Ultimately this leads to the devouring of the universe, what the Singularitarians are all about.
There is an important saying from Luther:
“What if I gained the world and lost my soul?”
I am a total agnostic, to be clear.
But Luther said something VERY important:
Which way You are looking determines the outcome.
Sorry for the long post.
Hope You rethink Your Singularitarian leanings, because they are the way to Neverland.
If I am wrong, I apologize.
Hi Katja,
@OP: that’s a very simple yet elegant argument.

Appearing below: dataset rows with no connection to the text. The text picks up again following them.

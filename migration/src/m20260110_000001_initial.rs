use sea_orm_migration::prelude::*;
use sea_orm_migration::prelude::extension::postgres::Type;

#[derive(DeriveIden)]
enum Users {
    Table,
    Id,
    Email,
    Username,
    PasswordHash,
    Role,
    Tier,
    RealMoneyBalance,
    PendingWithdrawal,
    TotalEarned,
    TotalWithdrawn,
    ReferrerId,
    ReferralCode,
    CreatedAt,
    UpdatedAt,
}

/// 收益台账（append-only，状态可变）
#[derive(DeriveIden)]
enum Earnings {
    Table,
    Id,
    UserId,
    Amount,
    Source,
    Status,
    TierAtTime,
    MonthlyPeriod,
    RelatedType,
    RelatedId,
    Description,
    Metadata,
    ReviewedBy,
    ReviewedAt,
    RejectionReason,
    CreatedAt,
}

#[derive(DeriveIden)]
enum Withdrawals {
    Table,
    Id,
    UserId,
    Amount,
    PaymentMethod,
    PixKey,
    PixKeyType,
    BankName,
    BankAgency,
    BankAccountNumber,
    BankAccountDigit,
    BankAccountType,
    BankHolderName,
    Status,
    TransactionId,
    ReviewedBy,
    ReviewedAt,
    ProcessedBy,
    ProcessedAt,
    RejectionReason,
    FailureReason,
    CreatedAt,
    UpdatedAt,
}

#[derive(DeriveIden)]
enum Referrals {
    Table,
    Id,
    ReferrerId,
    RefereeId,
    ReferralCode,
    Status,
    SignedUpAt,
    ConvertedAt,
    CompletedAt,
    CreatedAt,
    UpdatedAt,
}

#[derive(DeriveMigrationName)]
pub struct Migration;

However, in typical environmentalist contexts “wastefulness” refers not to the efficiency of extracting human utility from natural resources; rather, they address intrinsic utility to natural “harmony’ and untouched biomes. In this sense, “wastefulness” is simply a consumption and resource usage that is above a hypothetical limit that marks a maximal morally acceptable level.
It’s a rather un-humanistic approach that reeks of delusional romanticism, yet I’m convinced it’s a prevalent viewpoint.
The Voluntary Human Extinction Movement is probably the most concentrated manifestation of this agenda… See:
http://en.wikipedia.org/wiki/Voluntary_Human_Extinction_Movement
The assumption is the 1 unit less of consumption now will add up to much more than 1 unit of extra consumption in the future, even at present value (eating all the salmon in the world now would result in much less total salmon consumption in all present and future periods). Even if the marginal utility of consumption goes down, presumably they think the above effect dominates.
Fair enough for renewable resources at risk of permanent damage, but not for e.g. most forms of energy, minerals.
I’m not convinced that “modern people are more wasteful of natural resources than their ancestors.”
But even assuming your premises for the sake of argument, I don’t see how you’d arrive at the conclusion that we should “try to have a larger population early on, at the expense of having a smaller one later.” This seems to gloss over some predictable consequences — specifically, that increasing the population *now* would, all other things being equal, lead to an even larger population in the future.
Regardless, I think the better approach than trying to (somehow) control the population rate is to raise the new generations to have good values.